KlasNL Nedelands leren naar B1-deel 2-Martijn Baalman, Fouke Jansen, Vita Olijhoek en Anja Valk

KlasNL ● Nederlands leren naar B1

Deel D Je oefent spreken en schrijven.

45 a Werk samen. Speel de situatie van Farad en Jamila na in Ik accepteer dit niet (3) (oefening 11). Weet je het niet meer? Luister dan nog een keer naar de tekst. Cursist A: jij bent Farad. Je gaat in een andere ruimte zitten. Cursist B: jij bent Jamila.

b Oefen eerst voor jezelf wat je wilt zeggen en hoe je je stem wilt laten klinken.

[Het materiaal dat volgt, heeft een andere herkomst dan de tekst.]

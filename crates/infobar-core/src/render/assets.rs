//! Fonts and camera logos, loaded once before a batch starts.
//!
//! The cache is immutable after construction and shared between workers
//! through an `Arc`, so no unit of work touches the disk for assets.

use image::RgbaImage;
use std::collections::HashMap;
use std::path::{Path, PathBuf};

use super::text::Typeface;
use crate::config::Config;
use crate::error::AssetError;

/// The four text roles drawn into the bar, each with its own font.
#[derive(Debug, Clone, Copy, PartialEq, Eq, Hash)]
pub enum FontRole {
    Summary,
    Model,
    Timestamp,
    Signature,
}

impl FontRole {
    pub const ALL: [FontRole; 4] = [
        FontRole::Summary,
        FontRole::Model,
        FontRole::Timestamp,
        FontRole::Signature,
    ];
}

const LOGO_EXTENSIONS: &[&str] = &["jpg", "jpeg", "png"];

/// Read-only store of fonts and logos.
#[derive(Debug, Default)]
pub struct AssetCache {
    fonts: HashMap<FontRole, Typeface>,
    logos: HashMap<String, RgbaImage>,
}

impl AssetCache {
    /// A cache with no fonts and no logos; only the gradient bar is drawn.
    pub fn empty() -> Self {
        Self::default()
    }

    /// Load every configured font and every logo in the logo directory.
    ///
    /// Missing or broken assets are logged and left out.
    pub fn load(config: &Config) -> Self {
        let mut cache = Self::empty();
        for (role, path) in FontRole::ALL.into_iter().zip(config.font_paths()) {
            match Typeface::from_file(&path) {
                Ok(face) => {
                    cache.fonts.insert(role, face);
                }
                Err(e) => tracing::warn!("{e}; {:?} text will not be drawn", role),
            }
        }

        let logo_dir = config.logo_dir();
        match Self::load_logos(&logo_dir) {
            Ok(logos) => cache.logos = logos,
            Err(e) => tracing::warn!("Cannot read logo directory {:?}: {}", logo_dir, e),
        }

        tracing::debug!(
            "Asset cache: {} font(s), {} logo(s)",
            cache.fonts.len(),
            cache.logos.len()
        );
        cache
    }

    /// Decode all logos in `dir`, keyed by file stem.
    fn load_logos(dir: &Path) -> std::io::Result<HashMap<String, RgbaImage>> {
        let mut logos = HashMap::new();
        let mut entries: Vec<PathBuf> = std::fs::read_dir(dir)?
            .filter_map(|e| e.ok())
            .map(|e| e.path())
            .filter(|p| {
                p.extension()
                    .and_then(|e| e.to_str())
                    .is_some_and(|e| LOGO_EXTENSIONS.iter().any(|l| l.eq_ignore_ascii_case(e)))
            })
            .collect();
        // "<Make>.jpg" takes precedence over other extensions of the same stem
        entries.sort_by_key(|p| {
            let ext = p
                .extension()
                .and_then(|e| e.to_str())
                .unwrap_or_default()
                .to_ascii_lowercase();
            LOGO_EXTENSIONS.iter().position(|l| *l == ext)
        });

        for path in entries {
            let Some(stem) = path.file_stem().and_then(|s| s.to_str()) else {
                continue;
            };
            if logos.contains_key(stem) {
                continue;
            }
            match Self::decode_logo(&path) {
                Ok(logo) => {
                    logos.insert(stem.to_string(), logo);
                }
                Err(e) => tracing::warn!("{e}"),
            }
        }
        Ok(logos)
    }

    fn decode_logo(path: &Path) -> Result<RgbaImage, AssetError> {
        image::open(path)
            .map(|img| img.to_rgba8())
            .map_err(|e| AssetError::Logo {
                path: path.to_path_buf(),
                message: e.to_string(),
            })
    }

    /// Add a font for `role`, replacing any previous one.
    pub fn with_font(mut self, role: FontRole, face: Typeface) -> Self {
        self.fonts.insert(role, face);
        self
    }

    /// Add a logo for the manufacturer `make`.
    pub fn with_logo(mut self, make: impl Into<String>, logo: RgbaImage) -> Self {
        self.logos.insert(make.into(), logo);
        self
    }

    pub fn font(&self, role: FontRole) -> Option<&Typeface> {
        self.fonts.get(&role)
    }

    /// Logo whose name equals the trimmed `make` exactly.
    pub fn logo(&self, make: &str) -> Option<&RgbaImage> {
        self.logos.get(make.trim())
    }

    pub fn logo_count(&self) -> usize {
        self.logos.len()
    }

    pub fn font_count(&self) -> usize {
        self.fonts.len()
    }
}

#[cfg(test)]
mod tests {
    use super::*;
    use image::Rgba;

    #[test]
    fn test_logo_lookup_is_exact() {
        let cache = AssetCache::empty().with_logo("Canon", RgbaImage::new(4, 2));
        assert!(cache.logo("Canon").is_some());
        assert!(cache.logo("Canon  ").is_some());
        assert!(cache.logo("canon").is_none());
        assert!(cache.logo("NIKON CORPORATION").is_none());
    }

    #[test]
    fn test_load_logos_from_dir() {
        let dir = tempfile::tempdir().unwrap();
        RgbaImage::from_pixel(6, 3, Rgba([1, 2, 3, 255]))
            .save(dir.path().join("SONY.png"))
            .unwrap();
        image::RgbImage::new(8, 4)
            .save(dir.path().join("FUJIFILM.jpg"))
            .unwrap();
        image::RgbImage::new(2, 2)
            .save(dir.path().join("FUJIFILM.png"))
            .unwrap();
        std::fs::write(dir.path().join("notes.txt"), "ignore me").unwrap();
        std::fs::write(dir.path().join("Broken.jpg"), "not a jpeg").unwrap();

        let logos = AssetCache::load_logos(dir.path()).unwrap();
        assert_eq!(logos.len(), 2);
        assert_eq!(logos["SONY"].dimensions(), (6, 3));
        assert_eq!(logos["FUJIFILM"].dimensions(), (8, 4));
    }

    #[test]
    fn test_load_with_missing_assets_is_empty() {
        let mut config = Config::default();
        config.assets.logo_dir = "/nonexistent/logos".to_string();
        config.assets.fonts.summary = "/nonexistent/a.ttf".to_string();
        config.assets.fonts.model = "/nonexistent/b.ttf".to_string();
        config.assets.fonts.timestamp = "/nonexistent/c.ttf".to_string();
        config.assets.fonts.signature = "/nonexistent/d.ttf".to_string();

        let cache = AssetCache::load(&config);
        assert_eq!(cache.font_count(), 0);
        assert_eq!(cache.logo_count(), 0);
    }
}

c Dan belt cursist A naar cursist B. Cursist B zet de telefoon op de speakerstand. De andere cursisten kunnen meeluisteren.

d Luister je mee? Luister dan hoe de cursisten het doen. Geef ze daarna een top en een tip. 1 Heeft A zijn klacht goed verwoord? 2 Heeft B een goede reactie op de klacht gegeven? 3 Hoe hebben A en B op elkaar gereageerd? 4 Hebben A en B de goede woorden en zinnen gebruikt? Welke vond je goed? 5 Hebben A en B een goede toon en uitspraak gebruikt?

Schrijven voor je plezier!

46

a Lees de voorbeelden.

Voorbeelden maandag Ik kwam thuis van mijn werk en er was niemand thuis. Ik kon even rustig op de bank zitten en tv kijken. Heerlijk. dinsdag Toen ik op school kwam, kreeg ik meteen een kopje koffie van Mehmed! Dat was zo aardig. Ik werd er blij van. woensdag Mijn nichtje Roxana appte dat ze zwanger is. Over een halfjaar hebben we een neefje of nichtje in de familie erbij! Mijn broer en schoonzus zijn ook heel blij.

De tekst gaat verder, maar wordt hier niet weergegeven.